**** Records to use ****

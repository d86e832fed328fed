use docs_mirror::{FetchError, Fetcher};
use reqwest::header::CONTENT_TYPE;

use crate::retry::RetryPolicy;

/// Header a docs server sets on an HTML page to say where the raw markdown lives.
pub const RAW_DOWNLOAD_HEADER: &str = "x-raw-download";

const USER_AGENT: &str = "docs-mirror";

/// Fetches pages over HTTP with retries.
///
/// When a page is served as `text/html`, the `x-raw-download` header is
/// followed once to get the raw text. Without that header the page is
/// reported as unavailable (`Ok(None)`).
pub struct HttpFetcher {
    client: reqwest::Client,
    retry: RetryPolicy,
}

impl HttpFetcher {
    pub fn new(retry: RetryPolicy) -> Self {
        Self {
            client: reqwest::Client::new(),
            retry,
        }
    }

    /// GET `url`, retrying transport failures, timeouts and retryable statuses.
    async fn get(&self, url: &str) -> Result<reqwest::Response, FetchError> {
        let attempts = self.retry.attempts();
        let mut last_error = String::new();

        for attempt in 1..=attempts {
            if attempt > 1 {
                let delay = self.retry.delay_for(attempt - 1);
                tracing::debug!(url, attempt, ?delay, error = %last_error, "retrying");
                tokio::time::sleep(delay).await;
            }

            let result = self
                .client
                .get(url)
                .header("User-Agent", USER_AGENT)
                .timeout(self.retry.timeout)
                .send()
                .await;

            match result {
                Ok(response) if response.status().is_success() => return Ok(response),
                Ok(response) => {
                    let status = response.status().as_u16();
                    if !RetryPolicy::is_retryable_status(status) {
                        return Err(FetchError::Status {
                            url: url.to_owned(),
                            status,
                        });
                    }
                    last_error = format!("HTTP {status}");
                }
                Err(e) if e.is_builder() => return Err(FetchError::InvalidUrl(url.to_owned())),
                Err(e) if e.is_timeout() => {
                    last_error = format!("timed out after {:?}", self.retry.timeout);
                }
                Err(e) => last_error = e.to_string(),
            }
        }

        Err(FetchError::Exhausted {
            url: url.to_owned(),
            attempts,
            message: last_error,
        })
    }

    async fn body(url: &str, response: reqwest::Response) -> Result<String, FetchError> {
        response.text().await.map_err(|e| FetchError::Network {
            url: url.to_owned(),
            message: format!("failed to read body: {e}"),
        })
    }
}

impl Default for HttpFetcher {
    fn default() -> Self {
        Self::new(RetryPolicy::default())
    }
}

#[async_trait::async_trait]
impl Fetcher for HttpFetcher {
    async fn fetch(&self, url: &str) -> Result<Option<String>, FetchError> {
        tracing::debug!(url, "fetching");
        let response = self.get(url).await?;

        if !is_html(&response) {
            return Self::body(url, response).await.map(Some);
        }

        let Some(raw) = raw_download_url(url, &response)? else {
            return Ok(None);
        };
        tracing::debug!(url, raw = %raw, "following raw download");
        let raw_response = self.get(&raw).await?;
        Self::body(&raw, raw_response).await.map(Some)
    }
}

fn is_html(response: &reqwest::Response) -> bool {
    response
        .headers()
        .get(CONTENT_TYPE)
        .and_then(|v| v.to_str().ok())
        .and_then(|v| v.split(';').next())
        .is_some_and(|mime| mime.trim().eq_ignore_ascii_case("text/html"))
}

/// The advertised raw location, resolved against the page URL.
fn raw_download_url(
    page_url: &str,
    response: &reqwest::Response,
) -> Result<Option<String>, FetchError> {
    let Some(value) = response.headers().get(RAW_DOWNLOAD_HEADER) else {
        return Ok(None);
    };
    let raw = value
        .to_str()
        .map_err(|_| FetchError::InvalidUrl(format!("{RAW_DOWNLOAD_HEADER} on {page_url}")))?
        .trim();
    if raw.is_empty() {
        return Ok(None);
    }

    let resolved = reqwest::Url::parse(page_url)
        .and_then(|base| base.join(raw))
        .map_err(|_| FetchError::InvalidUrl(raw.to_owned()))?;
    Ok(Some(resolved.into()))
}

****

What the exercise asks. Begin with the top line of the material and go as far as the line with "pub struct HttpFetcher". Set down those lines exactly, both ends included, and nothing more.

Exercise result.
repository d86e832fed328fed
use docs_mirror::{FetchError, Fetcher};
use reqwest::header::CONTENT_TYPE;

use crate::retry::RetryPolicy;

/// Header a docs server sets on an HTML page to say where the raw markdown lives.
pub const RAW_DOWNLOAD_HEADER: &str = "x-raw-download";

const USER_AGENT: &str = "docs-mirror";

/// Fetches pages over HTTP with retries.
///
/// When a page is served as `text/html`, the `x-raw-download` header is
/// followed once to get the raw text. Without that header the page is
/// reported as unavailable (`Ok(None)`).
pub struct HttpFetcher {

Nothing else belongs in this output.